2017 saw a bumper crop of great albums from the likes of I SPEAK MACHINE, LCD SOUNDSYSTEM, SOULWAX, IAMX, GOLDFRAPP and DAILY PLANET, while veterans such as Alison Moyet and Gary Numan produced their best work of the 21st Century.

However DEPECHE MODE unleashed their most dire record yet in ‘Spirit’, a dreary exercise in faux activism bereft of tunes. Salt was rubbed into the wound when they merely plonked an underwhelming arena show into a stadium for their summer London show. The trend was to continue later in 2019 as DEPECHE MODE just plonked 14 albums into a boxed set, while OMD offered an album of quality unreleased material in their ‘Souvenir’ package.

And with DEPECHE MODE’s sad descent into a third rate pseudo-rock combo during the last 15 years to appease that ghastly mainstream American institution called The Rock and Roll Hall Of Fame with guitars and drums, Dave Gahan in particular with his ungrateful dismissal of the pioneering synth-based material with which he made his fortune with, now has what he has always coveted.

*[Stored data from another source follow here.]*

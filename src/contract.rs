use alloy_sol_macro::sol;

sol! {
    #[sol(rpc)]
    #[derive(Debug, PartialEq)]
    contract TaikoL1 {
        // Structs
        struct BlockMetadata {
            bytes32 l1Hash;
            bytes32 difficulty;
            bytes32 blobHash;
            bytes32 extraData;
            bytes32 depositsHash;
            address coinbase;
            uint64 id;
            uint32 gasLimit;
            uint64 timestamp;
            uint64 l1Height;
            uint16 minTier;
            bool blobUsed;
            bytes32 parentMetaHash;
            address sender;
        }

        struct BlockMetadataV2 {
            bytes32 anchorBlockHash;
            bytes32 difficulty;
            bytes32 blobHash;
            bytes32 extraData;
            address coinbase;
            uint64 id;
            uint32 gasLimit;
            uint64 timestamp;
            uint64 anchorBlockId;
            uint16 minTier;
            bool blobUsed;
            bytes32 parentMetaHash;
            address proposer;
            uint96 livenessBond;
            uint64 proposedAt;
            uint64 proposedIn;
            uint32 blobTxListOffset;
            uint32 blobTxListLength;
            uint8 blobIndex;
        }

        struct EthDeposit {
            address recipient;
            uint96 amount;
            uint64 id;
        }

        struct Transition {
            bytes32 parentHash;
            bytes32 blockHash;
            bytes32 stateRoot;
            bytes32 graffiti;
        }

        struct BlockV2 {
            bytes32 metaHash;
            address assignedProver;
            uint96 livenessBond;
            uint64 blockId;
            uint64 proposedAt;
            uint64 proposedIn;
            uint24 nextTransitionId;
            bool livenessBondReturned;
            uint24 verifiedTransitionId;
        }

        struct TransitionState {
            bytes32 key;
            bytes32 blockHash;
            bytes32 stateRoot;
            address prover;
            uint96 validityBond;
            address contester;
            uint96 contestBond;
            uint64 timestamp;
            uint16 tier;
            uint8 __reserved1;
        }

        struct SlotA {
            uint64 genesisHeight;
            uint64 genesisTimestamp;
            uint64 lastSyncedBlockId;
            uint64 lastSynecdAt;
        }

        struct SlotB {
            uint64 numBlocks;
            uint64 lastVerifiedBlockId;
            bool provingPaused;
            uint8 __reservedB1;
            uint16 __reservedB2;
            uint32 __reservedB3;
            uint64 lastUnpausedAt;
        }

        struct Config {
            uint64 chainId;
            uint64 blockMaxProposals;
            uint64 blockRingBufferSize;
            uint64 maxBlocksToVerify;
            uint32 blockMaxGasLimit;
            uint96 livenessBond;
            uint8 stateRootSyncInternal;
            uint64 maxAnchorHeightOffset;
            uint8 basefeeSharingPctg;
            uint8 blockGasTargetMillion;
            uint64 ontakeForkHeight;
        }

        // Events
        event BlockProposed(uint256 indexed blockId, address indexed assignedProver, uint96 livenessBond, BlockMetadata meta, EthDeposit[] depositsProcessed);
        event BlockProposedV2(uint256 indexed blockId, BlockMetadataV2 meta);
        event BlockVerified(uint256 indexed blockId, address indexed prover, bytes32 blockHash, bytes32 stateRoot, uint16 tier);
        event BlockVerifiedV2(uint256 indexed blockId, address indexed prover, bytes32 blockHash, uint16 tier);
        event TransitionProved(uint256 indexed blockId, Transition tran, address prover, uint96 validityBond, uint16 tier);
        event TransitionProvedV2(uint256 indexed blockId, Transition tran, address prover, uint96 validityBond, uint16 tier, uint64 proposedIn);
        event TransitionContested(uint256 indexed blockId, Transition tran, address contester, uint96 contestBond, uint16 tier);
        event TransitionContestedV2(uint256 indexed blockId, Transition tran, address contester, uint96 contestBond, uint16 tier, uint64 proposedIn);
        event StateVariablesUpdated(SlotB slotB);
        event BondCredited(address indexed user, uint256 amount);
        event BondDebited(address indexed user, uint256 amount);
        event ProvingPaused(bool paused);
        event Paused(address account);
        event Unpaused(address account);

        // Errors
        error L1_ALREADY_CONTESTED();
        error L1_ALREADY_PROVED();
        error L1_BLOCK_MISMATCH();
        error L1_CANNOT_CONTEST();
        error L1_INVALID_BLOCK_ID();
        error L1_INVALID_PAUSE_STATUS();
        error L1_INVALID_TIER();
        error L1_INVALID_TRANSITION();
        error L1_NOT_ASSIGNED_PROVER();
        error L1_PROVING_PAUSED();
        error L1_TRANSITION_NOT_FOUND();
        error L1_UNEXPECTED_TRANSITION_ID();

        // View functions
        function bondBalanceOf(address _user) external view returns (uint256);
        function getBlock(uint64 _blockId) external view returns (BlockV2 memory blk_);
        function getConfig() external view returns (Config memory);
        function getLastSyncedBlock() external view returns (uint64 blockId_, bytes32 blockHash_, bytes32 stateRoot_);
        function getLastVerifiedBlock() external view returns (uint64 blockId_, bytes32 blockHash_, bytes32 stateRoot_);
        function getStateVariables() external view returns (SlotA memory slotA, SlotB memory slotB);
        function getTransition(uint64 _blockId, uint32 _tid) external view returns (TransitionState memory);
        function getTransition(uint64 _blockId, bytes32 _parentHash) external view returns (TransitionState memory);
        function getVerifiedBlockProver(uint64 _blockId) external view returns (address);
        function paused() external view returns (bool);
        function lastUnpausedAt() external view returns (uint64);
    }
}

sol! {
    /// Event shapes emitted by the proving library once bonds became per-block.
    #[derive(Debug, PartialEq)]
    interface LibProving {
        event BondCredited(address indexed user, uint256 blockId, uint256 amount);
        event BondDebited(address indexed user, uint256 blockId, uint256 amount);
        event BondDeposited(address indexed user, uint256 amount);
    }
}

sol! {
    #[sol(rpc)]
    #[derive(Debug, PartialEq)]
    contract TierProvider {
        struct Tier {
            bytes32 verifierName;
            uint96 validityBond;
            uint96 contestBond;
            uint24 cooldownWindow;
            uint16 provingWindow;
            uint8 maxBlocksToVerifyPerProof;
        }

        error TIER_NOT_FOUND();

        function getTier(uint16 _tierId) external view returns (Tier memory);
        function getTierIds() external view returns (uint16[] memory);
        function getMinTier(address _proposer, uint256 _rand) external view returns (uint16);
    }
}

And don’t get ELECTRICITYCLUB.CO.UK started on the 2019 Moog Innovation Award being given to Martin Gore, a real insult to true synth pioneers if ever there was one, including Daniel Miller, Vince Clarke and Alan Wilder, the three men who actually did the electronic donkey work on those imperial phase DEPECHE MODE albums! Gore may have been a very good songwriter during that time, but a synth innovator? Oh come on!?!

With regards Synth Britannia veterans, new albums in 2017 from Richard Barbieri and Steve Jansen saw a revived interest in JAPAN, the band with which they made their name. Despite releasing their final album ‘Tin Drum’ in 1981, as a later conversation with one-time guitarist Rob Dean proved, cumulatively from related article views, JAPAN became the most popular act on ELECTRICITYCLUB.CO.UK.

The return of SOFT CELL dominated 2018 with a lavish boxed set that was not just comprised of previously released long players, new songs, new books, a BBC documentary and a spectacular farewell show at London’s O2 Arena.

Meanwhile, adopting a much lower profile were LADYTRON with their comeback and an eventual eponymous sixth album. A Non Stop Electronic Cabaret saw Canadian veterans RATIONAL YOUTH play their first ever UK gig alongside PAGE and PSYCHE, but coming out of Brooklyn to tour with ERASURE was REED & CAROLINE.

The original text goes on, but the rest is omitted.